- _Task inputs_:
//! A CMS connector plugin: the shared collaborators its sites are opened with

use cmsroute_core::{ConfigStore, ConnectionManager, ConnectionPool, Result, config_store::lookup};
use cmsroute_locator::{AliasTable, ModelLocator, ModelManifest, ModelRegistry};
use std::sync::Arc;
use tracing::info;

use crate::site::Site;
use crate::sites::SiteRegistry;
use crate::table_locator::TableLocator;

/// Configuration section holding the model manifest
pub const MODELS_SECTION: &str = "models";

/// Configuration section holding datasources
pub const DATASOURCES_SECTION: &str = "datasources";

pub struct Connector {
    plugin: String,
    path: String,
    sites: SiteRegistry,
    models: ModelLocator,
    tables: Arc<TableLocator>,
}

impl Connector {
    pub fn new(
        plugin: impl Into<String>,
        store: Arc<dyn ConfigStore>,
        registry: Arc<ModelRegistry>,
        connections: Arc<dyn ConnectionPool>,
    ) -> Self {
        let plugin = plugin.into();
        Self {
            path: format!("plugins/{}/", plugin),
            sites: SiteRegistry::new(plugin.clone(), store),
            models: ModelLocator::new(plugin.clone(), registry.clone()),
            tables: Arc::new(TableLocator::new(registry, connections)),
            plugin,
        }
    }

    /// Build a connector whose models and datasources come from the store
    ///
    /// Reads the `models` manifest and the `datasources` section; both are
    /// optional.
    pub async fn from_store(plugin: impl Into<String>, store: Arc<dyn ConfigStore>) -> Result<Self> {
        let config = store.get_config().await?;

        let manifest = match lookup(&config, MODELS_SECTION) {
            Some(models) => ModelManifest::from_value(models)?,
            None => ModelManifest::default(),
        };
        let connections = match lookup(&config, DATASOURCES_SECTION) {
            Some(datasources) => ConnectionManager::from_config(datasources)?,
            None => ConnectionManager::new(),
        };

        let connector = Self::new(
            plugin,
            store,
            Arc::new(manifest.to_registry()),
            Arc::new(connections),
        );
        info!(
            plugin = %connector.plugin,
            models = manifest.len(),
            "Loaded connector from configuration"
        );
        Ok(connector)
    }

    /// Use a private alias table instead of the process-wide one
    pub fn with_alias_table(mut self, aliases: Arc<AliasTable>) -> Self {
        self.models = self.models.with_alias_table(aliases);
        self
    }

    /// Plugin directory reported in resolution errors
    pub fn with_path(mut self, path: impl Into<String>) -> Self {
        self.path = path.into();
        self
    }

    pub fn plugin(&self) -> &str {
        &self.plugin
    }

    pub fn sites(&self) -> &SiteRegistry {
        &self.sites
    }

    pub fn models(&self) -> &ModelLocator {
        &self.models
    }

    pub fn tables(&self) -> &Arc<TableLocator> {
        &self.tables
    }

    /// Open the site `symbol`, or the default site
    pub async fn site(&self, symbol: Option<&str>) -> Result<Arc<Site>> {
        let config = self.sites.resolve_site(symbol).await?;
        Ok(Site::open(
            config,
            self.path.clone(),
            self.models.clone(),
            self.tables.clone(),
        ))
    }
}

impl std::fmt::Debug for Connector {
    fn fmt(&self, f: &mut std::fmt::Formatter<'_>) -> std::fmt::Result {
        f.debug_struct("Connector")
            .field("plugin", &self.plugin)
            .field("path", &self.path)
            .field("tables", &self.tables)
            .finish_non_exhaustive()
    }
}
//! File-based configuration store for cmsroute
//!
//! This crate implements the `ConfigStore` trait on top of a YAML or TOML
//! file. The site list, default site, datasources and model manifest all
//! live in that one document.
//!
//! # Example
//! ```no_run
//! # use cmsroute_config_file::FileConfigStore;
//! # use cmsroute_core::ConfigStore;
//! # async fn example() -> cmsroute_core::Result<()> {
//! let store = FileConfigStore::new("~/.cmsroute/config.yaml").await?;
//! let sites = store.read("WordpressConnector.siteList").await?;
//! # Ok(())
//! # }
//! ```

mod file_store;

pub use file_store::FileConfigStore;
//! cmsroute model locator
//!
//! This crate decides which concrete model implementation a site uses:
//! - `ModelRegistry`: startup-time registration table of implementations
//! - `ModelManifest`: the same table declared in configuration
//! - `AliasTable`: process-wide version-agnostic alias bindings
//! - `ModelLocator`: the resolution order itself

pub mod alias;
pub mod locator;
pub mod manifest;
pub mod registry;

pub use alias::{AliasKey, AliasTable};
pub use locator::ModelLocator;
pub use manifest::{ModelManifest, ModelSet, PluginModels};
pub use registry::{
    DEFAULT_CONNECTION, EntityClass, Implementation, ModelRegistry, ModelScope, TableClass,
};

- _Exercise requirements_:
Which lines above include the word "This"? Show each one.

- _Reply to the task_:
//! This crate implements the `ConfigStore` trait on top of a YAML or TOML
//! This crate decides which concrete model implementation a site uses:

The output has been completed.